WHAT IS REQUIRED
Once you find the line with "Cairn DNS Configuration" in the data that follows, repeat it and every line after it exactly, through the line with "use arc_swap::ArcSwap;".

(Beginning of DATASET ENTRIES)

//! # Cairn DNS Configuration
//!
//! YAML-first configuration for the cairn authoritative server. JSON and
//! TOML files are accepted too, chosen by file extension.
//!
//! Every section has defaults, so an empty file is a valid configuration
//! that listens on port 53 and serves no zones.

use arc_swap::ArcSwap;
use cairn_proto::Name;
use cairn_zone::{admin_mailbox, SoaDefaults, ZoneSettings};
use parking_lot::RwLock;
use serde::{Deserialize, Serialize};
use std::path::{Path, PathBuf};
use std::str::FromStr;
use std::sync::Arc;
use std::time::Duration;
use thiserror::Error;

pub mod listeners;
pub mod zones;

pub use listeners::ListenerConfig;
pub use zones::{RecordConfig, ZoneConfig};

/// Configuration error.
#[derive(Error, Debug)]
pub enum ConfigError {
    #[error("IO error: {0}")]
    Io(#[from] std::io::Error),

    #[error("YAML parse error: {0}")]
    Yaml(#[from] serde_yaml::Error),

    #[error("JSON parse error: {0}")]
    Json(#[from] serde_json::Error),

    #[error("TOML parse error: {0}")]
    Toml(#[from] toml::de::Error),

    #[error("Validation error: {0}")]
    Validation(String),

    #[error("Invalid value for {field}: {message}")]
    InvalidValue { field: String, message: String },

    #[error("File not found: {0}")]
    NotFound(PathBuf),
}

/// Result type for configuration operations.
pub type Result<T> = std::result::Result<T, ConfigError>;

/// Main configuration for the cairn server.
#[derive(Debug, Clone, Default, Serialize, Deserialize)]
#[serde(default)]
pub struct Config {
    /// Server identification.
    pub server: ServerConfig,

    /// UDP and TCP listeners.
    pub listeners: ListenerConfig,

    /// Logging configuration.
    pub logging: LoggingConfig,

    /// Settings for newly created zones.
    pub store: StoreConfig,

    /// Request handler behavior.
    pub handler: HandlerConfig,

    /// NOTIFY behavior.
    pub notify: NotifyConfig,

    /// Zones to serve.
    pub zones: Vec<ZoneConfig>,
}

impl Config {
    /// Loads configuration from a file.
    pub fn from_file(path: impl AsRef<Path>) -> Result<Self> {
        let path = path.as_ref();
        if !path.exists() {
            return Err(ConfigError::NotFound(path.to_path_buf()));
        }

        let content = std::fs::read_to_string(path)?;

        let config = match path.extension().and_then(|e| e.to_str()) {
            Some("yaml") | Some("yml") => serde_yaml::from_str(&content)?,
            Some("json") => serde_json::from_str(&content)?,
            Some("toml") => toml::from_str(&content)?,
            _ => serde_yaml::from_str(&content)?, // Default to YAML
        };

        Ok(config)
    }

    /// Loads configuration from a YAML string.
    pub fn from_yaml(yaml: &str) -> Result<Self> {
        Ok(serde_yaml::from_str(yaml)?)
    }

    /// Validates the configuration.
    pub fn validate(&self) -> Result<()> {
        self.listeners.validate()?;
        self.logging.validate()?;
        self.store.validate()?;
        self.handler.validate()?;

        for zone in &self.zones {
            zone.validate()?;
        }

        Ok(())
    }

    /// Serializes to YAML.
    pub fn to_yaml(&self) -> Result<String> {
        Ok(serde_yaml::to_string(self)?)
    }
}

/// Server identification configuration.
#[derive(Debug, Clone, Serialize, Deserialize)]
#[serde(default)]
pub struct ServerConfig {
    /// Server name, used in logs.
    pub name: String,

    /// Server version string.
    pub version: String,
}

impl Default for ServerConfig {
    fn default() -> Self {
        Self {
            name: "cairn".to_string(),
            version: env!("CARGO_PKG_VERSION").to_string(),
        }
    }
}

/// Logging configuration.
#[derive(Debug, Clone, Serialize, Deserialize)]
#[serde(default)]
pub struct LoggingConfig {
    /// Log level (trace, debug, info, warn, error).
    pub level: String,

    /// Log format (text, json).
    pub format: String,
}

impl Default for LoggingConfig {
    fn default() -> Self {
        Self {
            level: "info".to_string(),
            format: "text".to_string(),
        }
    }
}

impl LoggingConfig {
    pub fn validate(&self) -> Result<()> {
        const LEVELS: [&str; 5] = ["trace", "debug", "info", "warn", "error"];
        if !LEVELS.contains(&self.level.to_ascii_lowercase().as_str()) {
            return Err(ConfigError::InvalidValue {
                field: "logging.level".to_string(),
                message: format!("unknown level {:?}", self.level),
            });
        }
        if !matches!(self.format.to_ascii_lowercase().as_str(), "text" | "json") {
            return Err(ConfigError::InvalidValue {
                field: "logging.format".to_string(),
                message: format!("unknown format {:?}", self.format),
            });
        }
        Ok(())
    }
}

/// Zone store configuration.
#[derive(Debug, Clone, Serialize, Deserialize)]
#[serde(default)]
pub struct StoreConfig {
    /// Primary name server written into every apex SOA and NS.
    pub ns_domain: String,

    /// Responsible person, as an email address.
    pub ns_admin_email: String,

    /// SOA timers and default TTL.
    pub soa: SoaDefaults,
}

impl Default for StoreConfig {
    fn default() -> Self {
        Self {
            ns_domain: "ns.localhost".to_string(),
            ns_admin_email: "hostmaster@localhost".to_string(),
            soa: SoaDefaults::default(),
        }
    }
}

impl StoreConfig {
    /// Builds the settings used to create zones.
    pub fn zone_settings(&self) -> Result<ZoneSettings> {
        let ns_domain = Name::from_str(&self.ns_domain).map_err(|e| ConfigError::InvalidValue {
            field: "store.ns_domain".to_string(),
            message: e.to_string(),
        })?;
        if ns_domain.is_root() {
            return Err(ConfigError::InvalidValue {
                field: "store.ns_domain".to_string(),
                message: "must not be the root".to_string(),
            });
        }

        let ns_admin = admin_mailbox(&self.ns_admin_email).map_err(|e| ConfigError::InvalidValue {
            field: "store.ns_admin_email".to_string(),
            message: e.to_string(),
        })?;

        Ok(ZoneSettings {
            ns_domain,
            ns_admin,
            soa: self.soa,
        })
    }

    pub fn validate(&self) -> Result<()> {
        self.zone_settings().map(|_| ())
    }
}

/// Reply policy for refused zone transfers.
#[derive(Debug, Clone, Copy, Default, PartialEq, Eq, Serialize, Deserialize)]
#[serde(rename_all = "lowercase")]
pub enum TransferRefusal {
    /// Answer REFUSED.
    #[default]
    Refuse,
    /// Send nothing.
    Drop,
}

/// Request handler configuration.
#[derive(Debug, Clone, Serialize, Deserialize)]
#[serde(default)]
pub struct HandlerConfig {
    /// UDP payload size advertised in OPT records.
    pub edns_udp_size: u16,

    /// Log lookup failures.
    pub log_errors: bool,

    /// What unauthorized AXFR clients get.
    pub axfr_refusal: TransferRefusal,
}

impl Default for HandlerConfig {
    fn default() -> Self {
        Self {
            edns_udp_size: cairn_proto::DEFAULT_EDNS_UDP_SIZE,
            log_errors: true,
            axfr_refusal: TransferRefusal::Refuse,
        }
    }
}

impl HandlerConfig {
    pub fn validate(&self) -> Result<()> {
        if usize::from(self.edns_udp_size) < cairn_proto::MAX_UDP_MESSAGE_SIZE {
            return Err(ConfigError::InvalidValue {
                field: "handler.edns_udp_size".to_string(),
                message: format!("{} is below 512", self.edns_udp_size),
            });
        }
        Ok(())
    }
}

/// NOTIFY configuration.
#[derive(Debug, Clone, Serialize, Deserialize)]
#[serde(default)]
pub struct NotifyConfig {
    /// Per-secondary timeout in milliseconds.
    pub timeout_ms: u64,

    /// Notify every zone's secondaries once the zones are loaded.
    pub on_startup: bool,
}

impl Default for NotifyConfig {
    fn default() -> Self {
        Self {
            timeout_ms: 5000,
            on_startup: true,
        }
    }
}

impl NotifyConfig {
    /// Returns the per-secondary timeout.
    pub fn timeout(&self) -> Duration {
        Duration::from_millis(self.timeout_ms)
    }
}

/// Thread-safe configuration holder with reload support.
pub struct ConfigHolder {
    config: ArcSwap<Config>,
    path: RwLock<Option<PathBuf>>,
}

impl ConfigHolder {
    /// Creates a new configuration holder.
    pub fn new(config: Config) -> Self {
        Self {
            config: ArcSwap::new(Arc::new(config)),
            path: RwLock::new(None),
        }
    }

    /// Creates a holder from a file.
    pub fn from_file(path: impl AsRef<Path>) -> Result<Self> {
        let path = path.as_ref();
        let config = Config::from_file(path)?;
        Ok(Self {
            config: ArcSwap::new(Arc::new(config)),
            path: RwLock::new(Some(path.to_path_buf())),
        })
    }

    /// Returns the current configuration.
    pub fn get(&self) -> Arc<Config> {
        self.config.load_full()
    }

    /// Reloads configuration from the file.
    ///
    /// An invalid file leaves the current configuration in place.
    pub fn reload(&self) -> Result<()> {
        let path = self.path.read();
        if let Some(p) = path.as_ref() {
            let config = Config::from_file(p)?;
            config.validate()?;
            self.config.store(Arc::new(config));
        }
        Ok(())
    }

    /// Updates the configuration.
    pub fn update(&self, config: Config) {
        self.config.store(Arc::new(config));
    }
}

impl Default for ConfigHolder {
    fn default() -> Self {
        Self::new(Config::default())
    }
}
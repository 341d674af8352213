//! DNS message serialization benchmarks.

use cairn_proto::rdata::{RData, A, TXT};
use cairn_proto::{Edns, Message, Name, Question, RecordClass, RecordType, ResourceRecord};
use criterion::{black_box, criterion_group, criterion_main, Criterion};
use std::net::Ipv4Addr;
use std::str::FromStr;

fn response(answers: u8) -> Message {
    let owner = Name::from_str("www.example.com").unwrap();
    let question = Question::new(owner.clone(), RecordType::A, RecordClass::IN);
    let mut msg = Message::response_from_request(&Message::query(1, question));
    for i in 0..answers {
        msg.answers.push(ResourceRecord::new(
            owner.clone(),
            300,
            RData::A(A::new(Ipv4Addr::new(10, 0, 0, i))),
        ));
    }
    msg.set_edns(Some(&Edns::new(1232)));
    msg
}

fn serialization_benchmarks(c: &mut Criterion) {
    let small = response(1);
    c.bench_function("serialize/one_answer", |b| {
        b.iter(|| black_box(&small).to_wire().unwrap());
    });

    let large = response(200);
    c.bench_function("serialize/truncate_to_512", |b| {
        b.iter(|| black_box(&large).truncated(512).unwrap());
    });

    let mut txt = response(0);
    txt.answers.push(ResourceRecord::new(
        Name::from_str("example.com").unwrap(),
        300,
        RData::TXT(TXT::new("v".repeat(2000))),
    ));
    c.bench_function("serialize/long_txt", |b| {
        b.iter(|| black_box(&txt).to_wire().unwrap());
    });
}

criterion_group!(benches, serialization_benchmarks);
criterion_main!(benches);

(End of DATASET ENTRIES)
(Beginning of DATASET ENTRIES)

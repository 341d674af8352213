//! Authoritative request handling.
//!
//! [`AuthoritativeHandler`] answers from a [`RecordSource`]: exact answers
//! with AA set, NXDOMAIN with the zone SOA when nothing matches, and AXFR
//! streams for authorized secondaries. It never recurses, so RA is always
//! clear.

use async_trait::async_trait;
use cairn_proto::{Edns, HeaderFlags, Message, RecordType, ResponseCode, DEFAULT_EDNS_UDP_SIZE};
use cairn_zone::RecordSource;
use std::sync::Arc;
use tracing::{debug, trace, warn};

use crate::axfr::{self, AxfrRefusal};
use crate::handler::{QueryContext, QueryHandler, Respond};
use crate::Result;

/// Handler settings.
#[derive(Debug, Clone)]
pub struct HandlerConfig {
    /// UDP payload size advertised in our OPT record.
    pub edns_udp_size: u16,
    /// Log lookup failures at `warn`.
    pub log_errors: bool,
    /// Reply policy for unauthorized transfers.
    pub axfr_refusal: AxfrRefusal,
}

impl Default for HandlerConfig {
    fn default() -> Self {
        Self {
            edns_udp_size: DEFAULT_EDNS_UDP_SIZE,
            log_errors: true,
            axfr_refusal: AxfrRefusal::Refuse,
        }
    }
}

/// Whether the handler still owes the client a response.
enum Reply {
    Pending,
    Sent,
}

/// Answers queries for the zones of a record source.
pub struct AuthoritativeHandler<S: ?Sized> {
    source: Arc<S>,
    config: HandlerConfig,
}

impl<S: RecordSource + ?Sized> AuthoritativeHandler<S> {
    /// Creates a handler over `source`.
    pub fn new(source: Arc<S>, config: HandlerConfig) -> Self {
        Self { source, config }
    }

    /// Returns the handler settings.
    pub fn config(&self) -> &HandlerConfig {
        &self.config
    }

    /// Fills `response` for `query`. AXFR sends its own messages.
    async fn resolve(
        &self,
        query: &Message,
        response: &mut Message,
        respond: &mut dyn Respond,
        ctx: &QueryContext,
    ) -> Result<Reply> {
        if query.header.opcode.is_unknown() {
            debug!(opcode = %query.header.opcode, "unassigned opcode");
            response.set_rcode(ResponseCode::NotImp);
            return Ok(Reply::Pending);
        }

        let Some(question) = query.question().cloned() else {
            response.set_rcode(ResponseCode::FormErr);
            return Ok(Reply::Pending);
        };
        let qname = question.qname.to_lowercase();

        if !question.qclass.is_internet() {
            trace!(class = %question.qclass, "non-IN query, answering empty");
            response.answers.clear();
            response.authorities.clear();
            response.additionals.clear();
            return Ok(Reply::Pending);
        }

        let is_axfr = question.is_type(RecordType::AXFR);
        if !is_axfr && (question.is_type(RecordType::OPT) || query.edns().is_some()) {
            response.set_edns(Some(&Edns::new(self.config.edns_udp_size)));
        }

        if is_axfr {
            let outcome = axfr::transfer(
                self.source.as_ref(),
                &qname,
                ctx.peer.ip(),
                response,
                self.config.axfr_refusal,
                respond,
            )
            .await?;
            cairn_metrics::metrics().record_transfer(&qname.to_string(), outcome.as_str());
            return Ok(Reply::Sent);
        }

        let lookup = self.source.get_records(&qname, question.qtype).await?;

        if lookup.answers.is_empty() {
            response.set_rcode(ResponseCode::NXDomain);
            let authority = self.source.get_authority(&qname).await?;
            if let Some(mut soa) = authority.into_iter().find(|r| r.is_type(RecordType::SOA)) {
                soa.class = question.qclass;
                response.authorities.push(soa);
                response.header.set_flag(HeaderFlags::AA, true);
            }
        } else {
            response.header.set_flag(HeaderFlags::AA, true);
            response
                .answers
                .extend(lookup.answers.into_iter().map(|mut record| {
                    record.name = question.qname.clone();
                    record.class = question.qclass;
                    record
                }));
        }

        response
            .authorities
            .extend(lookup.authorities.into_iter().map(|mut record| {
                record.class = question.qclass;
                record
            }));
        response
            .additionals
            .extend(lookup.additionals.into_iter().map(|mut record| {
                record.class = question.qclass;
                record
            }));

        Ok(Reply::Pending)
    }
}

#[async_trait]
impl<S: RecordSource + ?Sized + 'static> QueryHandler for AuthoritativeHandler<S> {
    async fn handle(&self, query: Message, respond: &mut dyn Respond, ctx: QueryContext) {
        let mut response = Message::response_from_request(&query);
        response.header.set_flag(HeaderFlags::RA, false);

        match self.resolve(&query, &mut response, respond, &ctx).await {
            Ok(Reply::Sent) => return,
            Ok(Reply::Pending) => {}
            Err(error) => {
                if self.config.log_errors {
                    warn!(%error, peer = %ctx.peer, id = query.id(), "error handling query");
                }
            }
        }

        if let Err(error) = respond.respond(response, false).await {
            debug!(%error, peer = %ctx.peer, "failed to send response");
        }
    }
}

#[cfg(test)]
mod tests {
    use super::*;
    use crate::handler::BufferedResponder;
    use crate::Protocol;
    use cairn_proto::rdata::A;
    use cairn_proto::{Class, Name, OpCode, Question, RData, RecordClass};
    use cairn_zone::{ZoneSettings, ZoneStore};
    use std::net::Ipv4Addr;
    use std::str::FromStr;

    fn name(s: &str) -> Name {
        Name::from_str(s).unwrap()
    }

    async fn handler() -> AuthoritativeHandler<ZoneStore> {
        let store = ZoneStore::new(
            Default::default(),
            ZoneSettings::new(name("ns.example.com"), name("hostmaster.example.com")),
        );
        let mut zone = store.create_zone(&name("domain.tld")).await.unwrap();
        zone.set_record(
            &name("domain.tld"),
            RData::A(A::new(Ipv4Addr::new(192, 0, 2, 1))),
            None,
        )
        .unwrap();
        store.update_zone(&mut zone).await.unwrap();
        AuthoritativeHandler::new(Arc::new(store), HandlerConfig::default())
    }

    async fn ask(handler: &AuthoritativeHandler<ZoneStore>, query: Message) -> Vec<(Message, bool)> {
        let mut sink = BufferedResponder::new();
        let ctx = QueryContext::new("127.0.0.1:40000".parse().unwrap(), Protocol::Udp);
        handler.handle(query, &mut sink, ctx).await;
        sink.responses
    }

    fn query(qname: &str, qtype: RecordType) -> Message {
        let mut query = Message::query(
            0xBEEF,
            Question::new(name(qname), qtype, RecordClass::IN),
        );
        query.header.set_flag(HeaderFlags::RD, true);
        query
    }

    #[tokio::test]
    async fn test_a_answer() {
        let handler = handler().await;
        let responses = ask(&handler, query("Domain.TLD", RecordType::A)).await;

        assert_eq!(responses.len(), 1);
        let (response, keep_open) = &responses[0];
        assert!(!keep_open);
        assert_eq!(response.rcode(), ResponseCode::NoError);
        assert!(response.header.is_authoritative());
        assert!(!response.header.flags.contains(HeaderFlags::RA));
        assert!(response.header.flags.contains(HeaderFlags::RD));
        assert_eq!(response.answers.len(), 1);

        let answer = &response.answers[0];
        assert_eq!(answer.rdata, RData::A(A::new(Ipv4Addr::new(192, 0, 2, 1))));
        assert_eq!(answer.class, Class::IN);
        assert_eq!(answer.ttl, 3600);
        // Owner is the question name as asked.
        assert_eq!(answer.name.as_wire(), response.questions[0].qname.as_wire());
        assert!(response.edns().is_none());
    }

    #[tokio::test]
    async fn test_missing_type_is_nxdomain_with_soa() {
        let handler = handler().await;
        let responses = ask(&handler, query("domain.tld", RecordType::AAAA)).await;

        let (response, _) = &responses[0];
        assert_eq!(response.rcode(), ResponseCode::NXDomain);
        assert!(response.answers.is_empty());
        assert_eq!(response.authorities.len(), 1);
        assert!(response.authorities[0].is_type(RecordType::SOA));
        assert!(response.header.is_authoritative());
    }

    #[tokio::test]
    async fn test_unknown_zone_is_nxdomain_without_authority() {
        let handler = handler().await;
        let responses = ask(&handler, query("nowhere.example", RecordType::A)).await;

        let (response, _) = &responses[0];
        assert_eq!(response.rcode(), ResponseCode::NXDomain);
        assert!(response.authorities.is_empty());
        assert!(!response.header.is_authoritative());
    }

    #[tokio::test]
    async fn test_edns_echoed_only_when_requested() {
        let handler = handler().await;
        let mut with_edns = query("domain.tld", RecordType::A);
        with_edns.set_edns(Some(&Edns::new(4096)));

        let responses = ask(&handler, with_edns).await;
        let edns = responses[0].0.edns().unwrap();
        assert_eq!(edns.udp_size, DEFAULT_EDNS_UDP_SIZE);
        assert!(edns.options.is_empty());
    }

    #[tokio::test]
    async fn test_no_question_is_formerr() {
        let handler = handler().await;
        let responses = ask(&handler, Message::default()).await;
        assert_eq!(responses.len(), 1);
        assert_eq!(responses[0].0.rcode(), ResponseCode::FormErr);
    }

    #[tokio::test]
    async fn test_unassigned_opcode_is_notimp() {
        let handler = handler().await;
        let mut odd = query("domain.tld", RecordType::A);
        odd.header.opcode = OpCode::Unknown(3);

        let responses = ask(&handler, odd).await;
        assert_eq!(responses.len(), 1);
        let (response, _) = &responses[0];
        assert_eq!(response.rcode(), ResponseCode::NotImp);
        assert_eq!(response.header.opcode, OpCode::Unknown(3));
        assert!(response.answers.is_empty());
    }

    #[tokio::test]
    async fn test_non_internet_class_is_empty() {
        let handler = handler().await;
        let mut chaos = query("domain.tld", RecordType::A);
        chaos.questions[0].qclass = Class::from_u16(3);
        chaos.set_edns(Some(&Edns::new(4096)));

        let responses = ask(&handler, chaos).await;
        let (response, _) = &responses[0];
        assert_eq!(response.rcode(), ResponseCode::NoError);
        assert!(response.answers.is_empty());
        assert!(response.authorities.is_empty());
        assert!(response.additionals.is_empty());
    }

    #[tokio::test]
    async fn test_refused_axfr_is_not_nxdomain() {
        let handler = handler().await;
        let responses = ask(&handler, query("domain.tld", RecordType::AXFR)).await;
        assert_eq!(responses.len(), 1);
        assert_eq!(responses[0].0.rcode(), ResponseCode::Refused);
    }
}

(End of DATASET ENTRIES)

COMPLETED EXERCISE
//! # Cairn DNS Configuration
//!
//! YAML-first configuration for the cairn authoritative server. JSON and
//! TOML files are accepted too, chosen by file extension.
//!
//! Every section has defaults, so an empty file is a valid configuration
//! that listens on port 53 and serves no zones.

use arc_swap::ArcSwap;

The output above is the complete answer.